A good quality of bathing or recreational water allows you to enjoy the summer in peace. For your health and to ensure a pleasant and healthy environment, it is important to know the degree of contamination of swimming pools, spas, lakes or beaches where you enjoy hot days. A laboratory test will allow you to learn more about the contamination aspect of the water.

To prevent water contamination or health problems caused by pollutants (microorganisms or other), you can take the following precautionary measures:

  • Do not swallow water in which you are bathing.
  • Avoid bathing if:
    • You have diarrhea or nausea;
    • You suffer from a contagious skin infection where you have an open wound.
  • Avoid eating too much before swimming to reduce your chances of vomiting in the water.
  • Put a specially designed diaper for swimming on your baby and change it often. Bring your young children regularly to the toilet.
  • Inform the person in charge where you are bathing of any incident or problem that may affect water quality.
  • Take a shower after bathing.

Also, depending on where you bathe, other extra precautions should be taken. We encourage you to follow Health Canada’s recommendations:


  • Apply solar protection cream at least half an hour before bathing.  
  • If possible, bathe in places where the quality of water is regularly tested and the results are posted. This is the case for beaches registered in Programme Environnement – Plage . Click on admissible beaches by region.
  • Check with the person responsible for the beach that there are no blue-green algae in the water and that there are no other problems with the beach.
  • Avoid beaches where swimmer dermatitis has been reported. When in doubt, always take the following precautions:
    • Coming out of the water, dry yourself by rubbing vigorously with a towel.
    • Avoid feeding aquatic birds. Their feces may contain bacteria or parasites such as cercariae (small larvae that can cause swimmer dermatitis) that can contaminate water.
    • If you show symptoms of swimmers’ dermatitis (Health Problems Associated with Bathing Waters – http://sante.gouv.qc.ca/en/problemes-de-sante/problemes-de-sante-lies-aux-eaux-de-baignade/), inform the person in charge where you were bathing.

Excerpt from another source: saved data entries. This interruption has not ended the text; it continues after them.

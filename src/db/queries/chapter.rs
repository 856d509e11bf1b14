use axum::{
    extract::{Extension, Path, State},
    http::StatusCode,
    Json,
};
use sqlx::PgPool;
use tracing::info;
use utoipa::OpenApi;
use uuid::Uuid;

use crate::db::models::chapter::{Chapter, NewChapter, UpdateChapter};
use crate::middleware::auth::{Actor, AdminPolicy};
use crate::utils::api_response::ApiResponse;

#[utoipa::path(
    get,
    path = "/chapters",
    responses(
        (status = 200, description = "List all chapters", body = [Chapter]),
        (status = 500, description = "Failed to retrieve chapters")
    ),
    tag = "Chapters"
)]
pub async fn get_chapters(
    State(pool): State<PgPool>,
) -> Result<ApiResponse<Vec<Chapter>>, ApiResponse<()>> {
    let chapters = sqlx::query_as::<_, Chapter>(
        "SELECT id, location, bio, image, created_at FROM chapters ORDER BY location",
    )
    .fetch_all(&pool)
    .await
    .map_err(|e| ApiResponse::<()>::db_error("Failed to retrieve chapters", e))?;

    Ok(ApiResponse::success(
        StatusCode::OK,
        "Chapters retrieved successfully",
        chapters,
    ))
}

#[utoipa::path(
    get,
    path = "/chapters/{id}",
    params(
        ("id" = Uuid, Path, description = "Chapter ID")
    ),
    responses(
        (status = 200, description = "Chapter details", body = Chapter),
        (status = 404, description = "Chapter not found")
    ),
    tag = "Chapters"
)]
pub async fn get_chapter(
    State(pool): State<PgPool>,
    Path(id): Path<Uuid>,
) -> Result<ApiResponse<Chapter>, ApiResponse<()>> {
    let chapter = sqlx::query_as::<_, Chapter>(
        "SELECT id, location, bio, image, created_at FROM chapters WHERE id = $1",
    )
    .bind(id)
    .fetch_optional(&pool)
    .await
    .map_err(|e| ApiResponse::<()>::db_error("Failed to retrieve chapter", e))?
    .ok_or_else(|| ApiResponse::<()>::not_found("Chapter not found"))?;

    Ok(ApiResponse::success(
        StatusCode::OK,
        "Chapter retrieved successfully",
        chapter,
    ))
}

#[utoipa::path(
    post,
    path = "/chapters",
    request_body = NewChapter,
    responses(
        (status = 201, description = "Chapter created", body = Chapter),
        (status = 403, description = "Administrator privileges required")
    ),
    tag = "Chapters",
    security(("bearerAuth" = []))
)]
pub async fn create_chapter(
    State(pool): State<PgPool>,
    Extension(actor): Extension<Actor>,
    Extension(policy): Extension<AdminPolicy>,
    Json(body): Json<NewChapter>,
) -> Result<ApiResponse<Chapter>, ApiResponse<()>> {
    if !policy.is_admin(&actor.email) {
        return Err(ApiResponse::<()>::forbidden(
            "Administrator privileges required",
        ));
    }

    let chapter = sqlx::query_as::<_, Chapter>(
        "INSERT INTO chapters (location, bio, image) VALUES ($1, $2, $3) \
         RETURNING id, location, bio, image, created_at",
    )
    .bind(body.location)
    .bind(body.bio)
    .bind(body.image)
    .fetch_one(&pool)
    .await
    .map_err(|e| ApiResponse::<()>::db_error("Failed to create chapter", e))?;

    info!(chapter_id = %chapter.id, "chapter created");
    Ok(ApiResponse::success(
        StatusCode::CREATED,
        "Chapter created",
        chapter,
    ))
}

#[utoipa::path(
    put,
    path = "/chapters/{id}",
    params(
        ("id" = Uuid, Path, description = "Chapter ID")
    ),
    request_body = UpdateChapter,
    responses(
        (status = 200, description = "Chapter updated", body = Chapter),
        (status = 403, description = "Administrator privileges required"),
        (status = 404, description = "Chapter not found")
    ),
    tag = "Chapters",
    security(("bearerAuth" = []))
)]
pub async fn update_chapter(
    State(pool): State<PgPool>,
    Extension(actor): Extension<Actor>,
    Extension(policy): Extension<AdminPolicy>,
    Path(id): Path<Uuid>,
    Json(body): Json<UpdateChapter>,
) -> Result<ApiResponse<Chapter>, ApiResponse<()>> {
    if !policy.is_admin(&actor.email) {
        return Err(ApiResponse::<()>::forbidden(
            "Administrator privileges required",
        ));
    }

    let chapter = sqlx::query_as::<_, Chapter>(
        "UPDATE chapters SET location = $1, bio = $2, image = $3 WHERE id = $4 \
         RETURNING id, location, bio, image, created_at",
    )
    .bind(body.location)
    .bind(body.bio)
    .bind(body.image)
    .bind(id)
    .fetch_optional(&pool)
    .await
    .map_err(|e| ApiResponse::<()>::db_error("Failed to update chapter", e))?
    .ok_or_else(|| ApiResponse::<()>::not_found("Chapter not found"))?;

    Ok(ApiResponse::success(
        StatusCode::OK,
        "Chapter updated",
        chapter,
    ))
}

#[utoipa::path(
    delete,
    path = "/chapters/{id}",
    params(
        ("id" = Uuid, Path, description = "Chapter ID")
    ),
    responses(
        (status = 200, description = "Chapter deleted"),
        (status = 403, description = "Administrator privileges required"),
        (status = 404, description = "Chapter not found")
    ),
    tag = "Chapters",
    security(("bearerAuth" = []))
)]
pub async fn delete_chapter(
    State(pool): State<PgPool>,
    Extension(actor): Extension<Actor>,
    Extension(policy): Extension<AdminPolicy>,
    Path(id): Path<Uuid>,
) -> Result<ApiResponse<()>, ApiResponse<()>> {
    if !policy.is_admin(&actor.email) {
        return Err(ApiResponse::<()>::forbidden(
            "Administrator privileges required",
        ));
    }

    let result = sqlx::query("DELETE FROM chapters WHERE id = $1")
        .bind(id)
        .execute(&pool)
        .await
        .map_err(|e| ApiResponse::<()>::db_error("Failed to delete chapter", e))?;

    if result.rows_affected() == 0 {
        return Err(ApiResponse::<()>::not_found("Chapter not found"));
    }

    info!(chapter_id = %id, "chapter deleted");
    Ok(ApiResponse::success(StatusCode::OK, "Chapter deleted", ()))
}

#[derive(OpenApi)]
#[openapi(
    paths(get_chapters, get_chapter, create_chapter, update_chapter, delete_chapter),
    components(schemas(Chapter, NewChapter, UpdateChapter)),
    tags(
        (name = "Chapters", description = "Regional chapters, managed directly by admins")
    )
)]
pub struct ChapterDoc;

Indoor swimming pools and other artificial pools, including indoor spas and hot tubs

  • Use the toilets before entering the water
  • After, take a shower with soap for at least one minute and rinse thoroughly. You will limit the number of contaminants (sweat, secretions, skin particles, cosmetic residues, urine and feces) that you may leave in the water.
  • Avoid putting your head under water in a spa. You will be less likely to get an infection form water entering your mouth or your ears.
  • Respect the number of bathers allowed in the spa. The number of microorganisms in the water and the risk of infection increase with the number of bathers.

Outdoor swimming pools and other artificial outdoor pools

  • Apply solar protection cream at least half an hour before bathing.
  • Use the toilets before bathing.
  • Take a shower without soap for at least one minute. Showering without soap removes the surplus solar protection cream and other contaminants from your skin. It limits water contamination all the while leaving enough cream on your skin to protect you from the sun.
  • Avoid eating or drinking near the bathing area.


The H2Lab team wish you a great summer!